From: Luke Kenneth Casson Leighton <lkcl@lkcl.net>
Date: Sat, 18 Jun 2022 14:19:26 +0000 (+0100)
Subject: summary clarification
X-Git-Tag: opf_rfc_ls005_v1~1705
X-Git-Url: https://git.libre-soc.org/?a=commitdiff_plain;h=9b2519b08f3b3cd3aa7a330c5a5969de1533ca08;p=libreriscv.git

summary clarification
---

diff --git a/svp64-primer/summary.tex b/svp64-primer/summary.tex
index 48dacea03..a2fc94f0c 100644
--- a/svp64-primer/summary.tex
+++ b/svp64-primer/summary.tex
@@ -4,16 +4,18 @@ ONLY uses scalar instructions.
 
 \begin{itemize}
 \item The Power ISA v3.1 Specification is not altered in any way.
+  v3.1 Code-compatibility is guaranteed.
+\item Does not require sacrificing 32-bit Major Opcodes.
 \item Specifically designed to be easily implemented
   on top of an existing Micro-architecture (especially
   Superscalar Out-of-Order Multi-issue) without
   disruptive full architectural redesigns.
 \item Divided into Compliancy Levels to suit differing needs.
-\item At the highest Compliancy Level only requires four instructions
+\item At the highest Compliancy Level only requires five instructions
   (SVE2 requires appx 9,000. AVX-512 around 10,000. RVV around
   300).
-\item Predication, an often-requested feature, is added cleanly to the
-  Power ISA (without modifying the v3.1 Power ISA)
+\item Predication, an often-requested feature, is added cleanly
+  (without modifying the v3.1 Power ISA)
 \item In-registers arbitrary-sized Matrix Multiply is achieved in three
   instructions (without adding any v3.1 Power ISA instructions)
 \item Full DCT and FFT RADIX2 Triple-loops are achieved with dramatically
@@ -21,7 +23,7 @@ ONLY uses scalar instructions.
   reduce. Normally found only in high-end VLIW DSPs (TI MSP, Qualcomm
   Hexagon)
 \item Fail-First Load/Store allows strncpy to be implemented in around 14
-  instructions (Optimised VSX assembler is 240).
+  instructions (hand-optimised VSX assembler is 240).

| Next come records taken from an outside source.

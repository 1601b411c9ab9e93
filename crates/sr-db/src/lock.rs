//! Change-log lock service
//!
//! Mutual exclusion between concurrent migration runs rests on a single
//! conditional `UPDATE` of the lock row: it only matches while the row is
//! unlocked, so exactly one runner sees one affected row. This service
//! never waits or retries; a runner that loses the race gets `false`.

use std::sync::Arc;

use sr_core::changelog::LOCK_ROW_ID;
use sr_core::{HostIdentity, LockRow};
use sr_sql::Statement;

use crate::error::{DbError, LockError, LockResult};
use crate::executor::Executor;
use crate::row::RowReader;

/// Lock service for one migration run
pub struct LockService {
    executor: Arc<Executor>,
    host: HostIdentity,
    has_lock_table: Option<bool>,
    lock_table_initialized: Option<bool>,
    has_lock: bool,
}

impl LockService {
    pub fn new(executor: Arc<Executor>, host: HostIdentity) -> Self {
        Self {
            executor,
            host,
            has_lock_table: None,
            lock_table_initialized: None,
            has_lock: false,
        }
    }

    fn lock_table(&self) -> String {
        self.executor.context().lock_table()
    }

    /// Whether the lock table exists. Probed once, then cached.
    pub async fn has_lock_table(&mut self) -> LockResult<bool> {
        if let Some(exists) = self.has_lock_table {
            return Ok(exists);
        }

        let table = self.lock_table();
        let probe = format!("SELECT ID FROM {table} LIMIT 1");
        let exists = match self.executor.db().query_rows(&probe).await {
            Ok(_) => true,
            Err(e @ (DbError::TableNotFound(_) | DbError::Offline(_))) => {
                log::info!("No {table} table available ({e})");
                false
            }
            Err(e) => return Err(e.into()),
        };
        self.has_lock_table = Some(exists);
        Ok(exists)
    }

    /// Whether the lock table holds its lock row. Probed once, then cached.
    ///
    /// A failing probe reads as "not initialized" when the table was just
    /// created, or when nothing is sent to a live database. Any other
    /// failure means the table exists but cannot be read, and is fatal.
    pub async fn is_lock_table_initialized(
        &mut self,
        table_just_created: bool,
    ) -> LockResult<bool> {
        if let Some(initialized) = self.lock_table_initialized {
            return Ok(initialized);
        }

        let table = self.lock_table();
        let probe = format!("SELECT COUNT(*) FROM {table}");
        let initialized = match self.executor.db().query_count(&probe).await {
            Ok(rows) => rows > 0,
            Err(e) if !self.executor.db().updates_database() => {
                log::debug!("Cannot read {table} offline ({e})");
                !table_just_created
            }
            Err(e) if table_just_created => {
                log::debug!("Freshly created {table} not readable yet ({e})");
                false
            }
            Err(source) => return Err(LockError::Unexpected { table, source }),
        };
        self.lock_table_initialized = Some(initialized);
        Ok(initialized)
    }

    /// Create the lock table and insert the lock row when missing.
    pub async fn init(&mut self) -> LockResult<()> {
        let mut just_created = false;
        if !self.has_lock_table().await? {
            self.executor
                .execute(&Statement::CreateChangeLogLockTable)
                .await?;
            log::info!("Created change log lock table {}", self.lock_table());
            self.has_lock_table = Some(true);
            just_created = true;
        }

        if !self.is_lock_table_initialized(just_created).await? {
            self.executor
                .execute(&Statement::InitializeChangeLogLockTable)
                .await?;
            log::info!("Initialized change log lock table {}", self.lock_table());
            self.lock_table_initialized = Some(true);
        }
        Ok(())
    }

    /// Try to take the lock once; `false` means another runner holds it.
    pub async fn acquire_lock(&mut self) -> LockResult<bool> {
        if self.has_lock {
            return Ok(true);
        }

        self.init().await?;

        let affected = self
            .executor
            .execute(&Statement::LockChangeLog {
                host: self.host.clone(),
            })
            .await?;

        if !self.executor.db().updates_database() {
            self.has_lock = true;
            return Ok(true);
        }

        if affected == 1 {
            log::info!(
                "Successfully acquired change log lock as {}",
                self.host.lock_holder()
            );
            self.has_lock = true;
            Ok(true)
        } else {
            if affected > 1 {
                log::warn!(
                    "Lock update on {} matched {affected} rows, expected at most one",
                    self.lock_table()
                );
            }
            log::info!("Change log lock is held by another runner");
            Ok(false)
        }
    }

    /// Release the lock and return the rows the unlock touched. Releasing
    /// a lock that is not held is not an error; it touches no rows.
    pub async fn release_lock(&mut self) -> LockResult<u64> {
        let mut affected = 0;
        if self.has_lock_table().await? || !self.executor.db().updates_database() {
            affected = self.executor.execute(&Statement::UnlockChangeLog).await?;
            if affected == 0 && self.executor.db().updates_database() {
                log::warn!("Change log lock in {} was not held", self.lock_table());
            } else {
                log::info!("Successfully released change log lock");
            }
        }
        self.has_lock = false;
        Ok(affected)
    }

    /// Rows currently holding the lock
    pub async fn list_locks(&mut self) -> LockResult<Vec<LockRow>> {
        if !self.has_lock_table().await? {
            return Ok(Vec::new());
        }

        let table = self.lock_table();
        let rows = self.executor.query(&Statement::SelectLockRows).await?;
        let mut locks = Vec::new();
        for cells in &rows {
            let row = lock_row(&RowReader::new(&table, cells))?;
            if row.locked {
                locks.push(row);
            }
        }
        Ok(locks)
    }

    /// Whether this service currently holds the lock
    pub fn has_change_log_lock(&self) -> bool {
        self.has_lock
    }

    /// Forget cached table state and the held-lock flag
    pub fn reset(&mut self) {
        self.has_lock_table = None;
        self.lock_table_initialized = None;
        self.has_lock = false;
    }
}

fn lock_row(row: &RowReader<'_>) -> Result<LockRow, DbError> {
    let id = row
        .opt_i64(0, "ID")?
        .ok_or_else(|| row.invalid("ID is NULL"))?;
    let id = i32::try_from(id).map_err(|_| row.invalid(format!("ID {id} out of range")))?;
    if id != LOCK_ROW_ID {
        log::warn!("Unexpected lock row ID {id}");
    }
    Ok(LockRow {
        id,
        locked: row.bool(1, "LOCKED")?,
        granted: row.opt_datetime(2, "LOCKGRANTED")?,
        locked_by: row.opt_string(3),
    })
}

#[cfg(test)]
#[path = "lock_test.rs"]
mod tests;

 \item Inner loop of MP3 implemented in under 100 instructions
   (gcc produces 450 for the same function)
 \end{itemize}
@@ -179,6 +181,6 @@ SIMD implementations by:
 -for loop, increment registers RT, RA, RB
 -few instructions, easier to implement and maintain
 -example assembly code
--ARM has already started to add to libC SVE2 support 
+-ARM has already started to add to libC SVE2 support
 
 1970 x86 comparison